Decent News for May

Create-Decent-App 2.0 Released


We've released Create-Decent-App 2.0, which is a project source code generator for local-LLM-based web apps. I say "we", but "we" is "me" right now. The Royal We, perhaps.

If you know how to write React-based web apps already, the tool will be very simple for you. Just run `npx create-decent-app` from the command line, answer a few prompts, and you'll have a web app running locally in 30 seconds with zero-cost LLM functionality. This isn't vibe-coding. The app that is generated is starting source code. You can edit the generated source the old-fashioned way.

There are quite a few improvements in 2.0, like the new DecentBar, and smarter division between imported dependencies and inlined source. For more info see my blog post

Fledgling Community on Our Discord Server

We've got a handful of people hanging out on our Discord Server now. You can see some "developer diary"-style posts from myself and Syntax, who is making a really cool app. You're quite welcome to join us.

Invite link to Decent Apps Discord server

Food for Thought - Privacy as a Charter

Hoai Huong Tran is helping Decent Apps with her product management knowledge. She sent me this article today that I found interesting.

Article: Nobel laureate Joseph Stiglitz says Elon Musk and Mark Zuckerberg lack moral values : Apple offers an ethical alternative

Is Apple so morally wonderful? We could argue about that. But the more important point is that there is room in a commercial marketplace for some players to compete on privacy, security, and not being evil.
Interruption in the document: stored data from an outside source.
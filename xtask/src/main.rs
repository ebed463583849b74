use std::fs;
use std::io::Write;
use std::path::Path;
use std::process::{exit, Command, ExitStatus};

use clap::{Parser, Subcommand, ValueEnum};
use zip::write::FileOptions;
use zip::{CompressionMethod, ZipWriter};

// ── CLI definition ─────────────────────────────────────────────────

#[derive(Parser)]
#[command(
    name = "xtask",
    about = "Task runner for the qabot workspace",
    long_about = "A unified CLI for CI checks and packaging the qabot client\n\
                  for distribution to hands-on participants."
)]
struct Cli {
    #[command(subcommand)]
    command: Commands,
}

#[derive(Subcommand)]
enum Commands {
    /// Run CI checks (fmt, clippy, tests)
    Ci {
        /// Job to run
        #[arg(value_enum, default_value_t = CiJob::Check)]
        job: CiJob,
    },
    /// Build the qabot binary and zip it into dist/
    Package {
        /// Compilation target triple
        #[arg(long, default_value = "x86_64-unknown-linux-gnu")]
        target: String,
        /// Build profile used for the binary
        #[arg(value_enum, long, default_value_t = BuildProfile::Release)]
        profile: BuildProfile,
    },
}

#[derive(Clone, ValueEnum)]
enum CiJob {
    /// Formatting and clippy only
    Lint,
    /// Formatting, clippy, and tests
    Check,
}

#[derive(Clone, Copy, ValueEnum)]
enum BuildProfile {
    Debug,
    Release,
}

impl BuildProfile {
    fn dir_name(self) -> &'static str {
        match self {
            Self::Debug => "debug",
            Self::Release => "release",
        }
    }

    fn as_cargo_flag(self) -> Option<&'static str> {
        match self {
            Self::Debug => None,
            Self::Release => Some("--release"),
        }
    }
}

// ── helpers ────────────────────────────────────────────────────────

fn step(label: &str) {
    eprintln!("\n=== {label} ===");
}

fn cargo(args: &[&str]) -> ExitStatus {
    eprintln!("+ cargo {}", args.join(" "));
    Command::new("cargo")
        .args(args)
        .status()
        .expect("failed to execute cargo")
}

fn run_cargo(args: &[&str]) {
    let status = cargo(args);
    if !status.success() {
        exit(status.code().unwrap_or(1));
    }
}

fn binary_name(bin_name: &str, target: &str) -> String {
    if target.contains("windows") {
        format!("{bin_name}.exe")
    } else {
        bin_name.to_string()
    }
}

fn package_client(target: &str, profile: BuildProfile) {
    step("Build qabot binary");

    let mut cargo_args = vec![
        "build", "-p", "qabot_aws", "--target", target, "--bin", "qabot",
    ];
    if let Some(flag) = profile.as_cargo_flag() {
        cargo_args.push(flag);
    }
    run_cargo(&cargo_args);

    step("Package client zip");
    let binary = binary_name("qabot", target);
    let binary_path = Path::new("target")
        .join(target)
        .join(profile.dir_name())
        .join(&binary);
    let dist_dir = Path::new("dist");
    fs::create_dir_all(dist_dir).expect("failed to create dist directory");
    let zip_path = dist_dir.join(format!("qabot-{target}.zip"));

    write_zip(&binary_path, &binary, &zip_path);
    eprintln!("\nPackaged artifact:\n- {}", zip_path.display());
}

fn write_zip(binary_path: &Path, entry_name: &str, zip_path: &Path) {
    if !binary_path.exists() {
        panic!("expected qabot binary at '{}'", binary_path.display());
    }

    let binary = fs::read(binary_path).expect("failed to read qabot binary");
    let file = fs::File::create(zip_path).expect("failed to create client zip");
    let mut zip = ZipWriter::new(file);
    let options = FileOptions::default()
        .compression_method(CompressionMethod::Deflated)
        .unix_permissions(0o755);
    zip.start_file(entry_name, options)
        .expect("failed to start binary entry in client zip");
    zip.write_all(&binary).expect("failed to write binary entry");
    zip.finish().expect("failed to finish client zip");
}

// ── CI jobs ────────────────────────────────────────────────────────

fn ci_lint() {
    step("Check formatting");
    run_cargo(&["fmt", "--all", "--", "--check"]);

    step("Clippy");
    run_cargo(&[
        "clippy",
        "--all-targets",
        "--all-features",
        "--",
        "-D",
        "warnings",
    ]);
}

fn ci_test() {
    step("Test qabot_core");
    run_cargo(&["test", "-p", "qabot_core"]);

    step("Test qabot_aws");
    run_cargo(&["test", "-p", "qabot_aws"]);
}

// ── main ───────────────────────────────────────────────────────────

fn main() {
    let cli = Cli::parse();

    match cli.command {
        Commands::Ci { job } => {
            match job {
                CiJob::Lint => ci_lint(),
                CiJob::Check => {
                    ci_lint();
                    ci_test();
                }
            }
            eprintln!("\nCI job passed.");
        }
        Commands::Package { target, profile } => {
            package_client(&target, profile);
        }
    }
}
Another way of looking at the situation: what really stopped Apple from turning over user data to the FBI in 2016?  Or opposing the UK government this year when asked to add a backdoor to iCloud?

Because Apple had defined itself to its users in a certain way, they could not break their own privacy charter without losing goodwill and customers.
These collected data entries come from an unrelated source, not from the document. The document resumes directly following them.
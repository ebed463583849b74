//! In-memory stand-ins for the parameter store, execution backend, and result
//! table. Shared by unit tests here and integration tests in dependent crates.

use std::collections::{BTreeMap, HashMap};
use std::sync::{Arc, Mutex};
use std::time::Duration;

use crate::launch::{ExecutionBackend, LaunchRequest, TERMINAL_STATUS};
use crate::params::{ParameterKey, ParameterStore, QaBotConfig};
use crate::poll::Sleeper;
use crate::record::AnswerRecord;
use crate::results::ResultStore;

pub fn sample_config() -> QaBotConfig {
    QaBotConfig {
        cluster_name: "qabot-cluster-223".to_string(),
        task_definition_arn: "arn:aws:ecs:us-west-2:123456789012:task-definition/qabot-task-223:1"
            .to_string(),
        container_name: "EcsClusterQaBot-Container-223".to_string(),
        subnet_id: "subnet-0abc".to_string(),
        table_name: "qabot-table-223".to_string(),
    }
}

pub fn sample_record(item_id: &str) -> AnswerRecord {
    AnswerRecord {
        item_id: item_id.to_string(),
        context: "Paris is the capital of France.".to_string(),
        question: "What is the capital of France?".to_string(),
        answer: "Paris".to_string(),
        score: "0.98".to_string(),
    }
}

#[derive(Debug, Default)]
pub struct InMemoryParameterStore {
    values: BTreeMap<String, String>,
    lookups: Mutex<Vec<String>>,
    lookup_failure: Option<String>,
    listing_failure: Option<String>,
}

impl InMemoryParameterStore {
    pub fn from_pairs<'a>(pairs: impl IntoIterator<Item = (&'a str, &'a str)>) -> Self {
        Self {
            values: pairs
                .into_iter()
                .map(|(name, value)| (name.to_string(), value.to_string()))
                .collect(),
            ..Self::default()
        }
    }

    /// Store for `prefix` holding all five deployment parameters of `config`.
    pub fn for_config(prefix: &str, config: &QaBotConfig) -> Self {
        let values = ParameterKey::ALL
            .into_iter()
            .map(|key| {
                let value = match key {
                    ParameterKey::ClusterName => &config.cluster_name,
                    ParameterKey::TaskDefinitionArn => &config.task_definition_arn,
                    ParameterKey::ContainerName => &config.container_name,
                    ParameterKey::Subnet => &config.subnet_id,
                    ParameterKey::TableName => &config.table_name,
                };
                (format!("{prefix}{key}"), value.clone())
            })
            .collect();
        Self {
            values,
            ..Self::default()
        }
    }

    pub fn with_lookup_failure(mut self, message: &str) -> Self {
        self.lookup_failure = Some(message.to_string());
        self
    }

    pub fn with_listing_failure(mut self, message: &str) -> Self {
        self.listing_failure = Some(message.to_string());
        self
    }

    pub fn snapshot(&self) -> BTreeMap<String, String> {
        self.values.clone()
    }

    pub fn lookups(&self) -> Vec<String> {
        self.lookups.lock().expect("poisoned mutex").clone()
    }
}

impl ParameterStore for InMemoryParameterStore {
    fn get_parameter(&self, name: &str) -> Result<Option<String>, String> {
        self.lookups.lock().expect("poisoned mutex").push(name.to_string());
        if let Some(message) = &self.lookup_failure {
            return Err(message.clone());
        }
        Ok(self.values.get(name).cloned())
    }

    fn list_parameter_names(&self, path: &str) -> Result<Vec<String>, String> {
        if let Some(message) = &self.listing_failure {
            return Err(message.clone());
        }
        Ok(self
            .values
            .keys()
            .filter(|name| {
                name.strip_prefix(path)
                    .map(|rest| !rest.is_empty() && !rest.contains('/'))
                    .unwrap_or(false)
            })
            .cloned()
            .collect())
    }
}

type WorkerFn = Box<dyn Fn(&LaunchRequest) + Send + Sync>;

/// Execution backend that replays a fixed status sequence for every task.
///
/// The last status repeats once the sequence is exhausted.
pub struct ScriptedBackend {
    statuses: Vec<String>,
    rejections: HashMap<usize, String>,
    status_failure: Option<String>,
    worker: Option<WorkerFn>,
    launches: Mutex<Vec<LaunchRequest>>,
    status_lookups: Mutex<Vec<(String, String)>>,
    stop_requests: Mutex<Vec<String>>,
}

impl Default for ScriptedBackend {
    fn default() -> Self {
        Self::new()
    }
}

impl ScriptedBackend {
    pub fn new() -> Self {
        Self {
            statuses: vec![TERMINAL_STATUS.to_string()],
            rejections: HashMap::new(),
            status_failure: None,
            worker: None,
            launches: Mutex::new(Vec::new()),
            status_lookups: Mutex::new(Vec::new()),
            stop_requests: Mutex::new(Vec::new()),
        }
    }

    pub fn with_statuses<'a>(mut self, statuses: impl IntoIterator<Item = &'a str>) -> Self {
        self.statuses = statuses.into_iter().map(str::to_string).collect();
        self
    }

    /// Rejects the launch attempt with zero-based index `attempt`.
    pub fn reject_launch(mut self, attempt: usize, message: &str) -> Self {
        self.rejections.insert(attempt, message.to_string());
        self
    }

    pub fn fail_status(mut self, message: &str) -> Self {
        self.status_failure = Some(message.to_string());
        self
    }

    /// Runs `worker` for every accepted launch, standing in for the container.
    pub fn with_worker(mut self, worker: impl Fn(&LaunchRequest) + Send + Sync + 'static) -> Self {
        self.worker = Some(Box::new(worker));
        self
    }

    pub fn launches(&self) -> Vec<LaunchRequest> {
        self.launches.lock().expect("poisoned mutex").clone()
    }

    pub fn status_queries(&self) -> usize {
        self.status_lookups.lock().expect("poisoned mutex").len()
    }

    /// `(cluster, run_id)` of every status query, in order.
    pub fn status_lookups(&self) -> Vec<(String, String)> {
        self.status_lookups.lock().expect("poisoned mutex").clone()
    }

    pub fn stop_requests(&self) -> Vec<String> {
        self.stop_requests.lock().expect("poisoned mutex").clone()
    }
}

impl ExecutionBackend for ScriptedBackend {
    fn run_task(&self, request: &LaunchRequest) -> Result<String, String> {
        let attempt = {
            let mut launches = self.launches.lock().expect("poisoned mutex");
            launches.push(request.clone());
            launches.len() - 1
        };
        if let Some(message) = self.rejections.get(&attempt) {
            return Err(message.clone());
        }
        if let Some(worker) = &self.worker {
            worker(request);
        }
        let task_number = attempt + 1;
        Ok(format!("arn:aws:ecs:task/{}/task-{task_number}", request.cluster))
    }

    fn task_status(&self, cluster: &str, run_id: &str) -> Result<String, String> {
        if let Some(message) = &self.status_failure {
            return Err(message.clone());
        }
        let mut lookups = self.status_lookups.lock().expect("poisoned mutex");
        let index = lookups.len().min(self.statuses.len().saturating_sub(1));
        lookups.push((cluster.to_string(), run_id.to_string()));
        self.statuses
            .get(index)
            .cloned()
            .ok_or_else(|| "no scripted status".to_string())
    }

    fn stop_task(&self, _cluster: &str, run_id: &str, _reason: &str) -> Result<(), String> {
        self.stop_requests.lock().expect("poisoned mutex").push(run_id.to_string());
        Ok(())
    }
}

#[derive(Debug, Default)]
struct TableState {
    rows: BTreeMap<String, AnswerRecord>,
}

/// Result table backed by a shared map. Clones observe the same rows.
#[derive(Debug, Clone)]
pub struct InMemoryResultStore {
    state: Arc<Mutex<TableState>>,
    page_size: usize,
    failure: Option<String>,
}

impl Default for InMemoryResultStore {
    fn default() -> Self {
        Self::with_page_size(100)
    }
}

impl InMemoryResultStore {
    pub fn with_page_size(page_size: usize) -> Self {
        Self {
            state: Arc::new(Mutex::new(TableState::default())),
            page_size: page_size.max(1),
            failure: None,
        }
    }

    pub fn failing(mut self, message: &str) -> Self {
        self.failure = Some(message.to_string());
        self
    }

    pub fn len(&self) -> usize {
        self.state.lock().expect("poisoned mutex").rows.len()
    }

    pub fn is_empty(&self) -> bool {
        self.len() == 0
    }

    fn check(&self) -> Result<(), String> {
        match &self.failure {
            Some(message) => Err(message.clone()),
            None => Ok(()),
        }
    }
}

impl ResultStore for InMemoryResultStore {
    fn get_item(&self, item_id: &str) -> Result<Option<AnswerRecord>, String> {
        self.check()?;
        let state = self.state.lock().expect("poisoned mutex");
        Ok(state.rows.get(item_id).cloned())
    }

    fn put_item(&self, record: &AnswerRecord) -> Result<(), String> {
        self.check()?;
        self.state
            .lock()
            .expect("poisoned mutex")
            .rows
            .insert(record.item_id.clone(), record.clone());
        Ok(())
    }

    fn delete_item(&self, item_id: &str) -> Result<(), String> {
        self.check()?;
        self.state.lock().expect("poisoned mutex").rows.remove(item_id);
        Ok(())
    }

    fn scan(&self, limit: usize) -> Result<Vec<AnswerRecord>, String> {
        self.check()?;
        let state = self.state.lock().expect("poisoned mutex");
        Ok(state
            .rows
            .values()
            .take(limit.min(self.page_size))
            .cloned()
            .collect())
    }

    fn scan_item_ids(&self) -> Result<Vec<String>, String> {
        self.check()?;
        let state = self.state.lock().expect("poisoned mutex");
        Ok(state.rows.keys().cloned().collect())
    }
}

#[derive(Debug, Default)]
pub struct RecordingSleeper {
    naps: Mutex<Vec<Duration>>,
}

impl RecordingSleeper {
    pub fn naps(&self) -> usize {
        self.naps.lock().expect("poisoned mutex").len()
    }

    pub fn total(&self) -> Duration {
        self.naps.lock().expect("poisoned mutex").iter().sum()
    }
}

impl Sleeper for RecordingSleeper {
    fn sleep(&self, duration: Duration) {
        self.naps.lock().expect("poisoned mutex").push(duration);
    }
}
I can think of another company that failed to live up to its own definition this year - Mozilla. Things haven't gone well for them.
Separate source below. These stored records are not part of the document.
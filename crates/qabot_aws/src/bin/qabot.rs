use std::io::{self, IsTerminal, Write};
use std::process::ExitCode;

use anyhow::{Context, Result};
use clap::Parser;
use qabot_aws::adapters::{load_sdk_config, AwsClients};
use qabot_aws::cli::{Cli, Commands, DeploymentArgs};
use qabot_aws::commands::{
    resolve_config, run_ask, run_ask_many, run_clear, run_list_answers, CommandError,
};
use qabot_aws::render::LabelStyle;
use qabot_core::params::{NamespacePrefix, QaBotConfig};
use qabot_core::poll::{PollPolicy, ThreadSleeper};
use qabot_core::workflow::{AskOptions, AskWorkflow};
use tracing_subscriber::EnvFilter;

fn init_tracing() {
    let filter = EnvFilter::try_from_default_env().unwrap_or_else(|_| EnvFilter::new("warn"));
    let _ = tracing_subscriber::fmt()
        .with_env_filter(filter)
        .with_writer(io::stderr)
        .try_init();
}

const MISSING_STUDENT_ID: &str =
    "STUDENT_ID is not set. Please set it with 'export STUDENT_ID=223' or pass --student-id";

fn namespace(args: &DeploymentArgs) -> Result<NamespacePrefix> {
    let student_id = args.student_id.as_deref().context(MISSING_STUDENT_ID)?;
    Ok(NamespacePrefix::for_student(&args.parameter_root, student_id)?)
}

fn load_config(clients: &AwsClients, prefix: NamespacePrefix) -> Result<QaBotConfig> {
    let parameters = clients.parameter_store();
    let config = resolve_config(&parameters, prefix, &mut io::stderr().lock())?;
    Ok(config)
}

/// Colours only reach an interactive terminal and never mix into JSON output.
fn label_style(cli: &Cli) -> LabelStyle {
    let json = matches!(cli.command, Commands::ListAnswers { json: true, .. });
    let enabled = !cli.no_color && !json && io::stdout().is_terminal();
    if !enabled {
        colored::control::set_override(false);
    }
    LabelStyle::from_color(enabled)
}

fn main() -> ExitCode {
    init_tracing();
    match run(Cli::parse()) {
        Ok(()) => ExitCode::SUCCESS,
        Err(error) => {
            let reported = error
                .downcast_ref::<CommandError>()
                .is_some_and(CommandError::already_reported);
            if !reported {
                eprintln!("Error: {error:#}");
            }
            ExitCode::FAILURE
        }
    }
}

fn run(cli: Cli) -> Result<()> {
    let style = label_style(&cli);
    let prefix = namespace(&cli.deployment)?;

    let runtime = tokio::runtime::Builder::new_multi_thread()
        .enable_all()
        .build()
        .context("failed to start async runtime")?;
    let sdk_config = load_sdk_config(runtime.handle(), cli.deployment.region.clone());
    let clients = AwsClients::new(sdk_config, runtime.handle().clone());

    let config = load_config(&clients, prefix)?;
    let stdout = io::stdout();
    let mut out = stdout.lock();

    match cli.command {
        Commands::Ask {
            context,
            question,
            timeout,
            stop_on_timeout,
        } => {
            let backend = clients.execution_backend();
            let results = clients.result_store(&config.table_name);
            let workflow = AskWorkflow {
                config: &config,
                backend: &backend,
                results: &results,
                sleeper: &ThreadSleeper,
            };
            let options = AskOptions {
                policy: PollPolicy::with_timeout_secs(timeout),
                stop_on_timeout,
            };
            run_ask(&workflow, &context, &question, options, style, &mut out)?;
        }
        Commands::AskMany { file } => {
            let backend = clients.execution_backend();
            run_ask_many(&backend, &config, &file, &mut out)?;
        }
        Commands::ListAnswers { limit, json } => {
            let results = clients.result_store(&config.table_name);
            run_list_answers(&results, limit, json, style, &mut out)?;
        }
        Commands::Clear { yes } => {
            let results = clients.result_store(&config.table_name);
            run_clear(
                &results,
                &config.table_name,
                yes,
                &mut io::stdin().lock(),
                &mut out,
            )?;
        }
    }

    out.flush()?;
    Ok(())
}
mod support;

use qabot_core::launch::{SubmittedTask, TaskSubmitter};
use qabot_core::params::ParameterResolver;
use qabot_core::poll::PollPolicy;
use qabot_core::problems::Problem;
use qabot_core::record::AnswerRecord;
use qabot_core::results::{clear_all, fetch, list_recent};
use qabot_core::testing::RecordingSleeper;
use qabot_core::workflow::{AskObserver, AskOptions, AskOutcome, AskWorkflow};
use support::deployment::TestDeployment;

#[derive(Default)]
struct ProgressLog {
    submitted: Option<String>,
    statuses: Vec<String>,
}

impl AskObserver for ProgressLog {
    fn submitted(&mut self, task: &SubmittedTask) {
        self.submitted = Some(task.run_id.clone());
    }

    fn polled(&mut self, _poll: u32, status: &str) {
        self.statuses.push(status.to_string());
    }
}

#[test]
fn ask_returns_worker_record_verbatim() {
    let deployment = TestDeployment::new();
    let resolver = ParameterResolver::new(&deployment.parameters, deployment.prefix.clone());
    let config = resolver.load_config().expect("deployment parameters present");
    let statuses = ["PROVISIONING", "RUNNING", "STOPPED"];
    let backend = deployment.answering_backend("Paris", "0.98", &statuses);
    let sleeper = RecordingSleeper::default();
    let workflow = AskWorkflow {
        config: &config,
        backend: &backend,
        results: &deployment.results,
        sleeper: &sleeper,
    };
    let mut progress = ProgressLog::default();

    let outcome = workflow
        .ask(
            "Paris is the capital of France.",
            "What is the capital of France?",
            AskOptions {
                policy: PollPolicy::with_timeout_secs(10),
                stop_on_timeout: false,
            },
            &mut progress,
        )
        .expect("ask succeeds");

    let AskOutcome::Answered { task, record } = outcome else {
        panic!("expected an answer, got {outcome:?}");
    };
    assert_eq!(
        record,
        AnswerRecord {
            item_id: task.correlation_id.as_str().to_string(),
            context: "Paris is the capital of France.".to_string(),
            question: "What is the capital of France?".to_string(),
            answer: "Paris".to_string(),
            score: "0.98".to_string(),
        }
    );
    assert_eq!(record.score_value(), Some(0.98));
    assert_eq!(progress.statuses, statuses);
    assert_eq!(sleeper.naps(), 3);

    let polled = (config.cluster_name.clone(), task.run_id.clone());
    assert_eq!(backend.status_lookups(), vec![polled; 3]);
    assert_eq!(backend.launches()[0].cluster, config.cluster_name);
    assert_eq!(progress.submitted, Some(task.run_id));
}

#[test]
fn batch_submission_then_list_and_clear() {
    let deployment = TestDeployment::new();
    let backend = deployment.answering_backend("42", "0.5", &["STOPPED"]);
    let submitter = TaskSubmitter::new(&backend, &deployment.config);
    let problems: Vec<Problem> = (0..6)
        .map(|index| Problem {
            context: format!("The answer to question {index} is 42."),
            question: format!("What is the answer to question {index}?"),
        })
        .collect();

    let summary = submitter
        .submit_all(&problems, &mut |_| {})
        .expect("every submission accepted");
    assert_eq!(summary.submitted.len(), 6);
    assert_eq!(deployment.results.len(), 6);

    let first = &summary.submitted[0];
    let record = fetch(&deployment.results, &first.correlation_id)
        .expect("lookup succeeds")
        .expect("worker wrote the row");
    assert_eq!(record.question, "What is the answer to question 0?");

    assert_eq!(list_recent(&deployment.results, 4).expect("scan").len(), 4);
    assert_eq!(clear_all(&deployment.results).expect("clear"), 6);
    assert!(list_recent(&deployment.results, 50).expect("scan").is_empty());
    let cleared = fetch(&deployment.results, &first.correlation_id).expect("lookup succeeds");
    assert!(cleared.is_none());
}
With Decent Apps, I'm aiming for an architecture that bakes in the privacy promise rather than asking for users to trust me, a company, or the people associated with it. At the heart of Decent Apps is the idea that it's your data - not mine.

More Coming

I'm busy putting together the Decent Partner Service, which will provide deploy/promote/rollback for developers that want to host their apps from our website. We need some platform-as-a-service (PaaS) features like this to support app developers.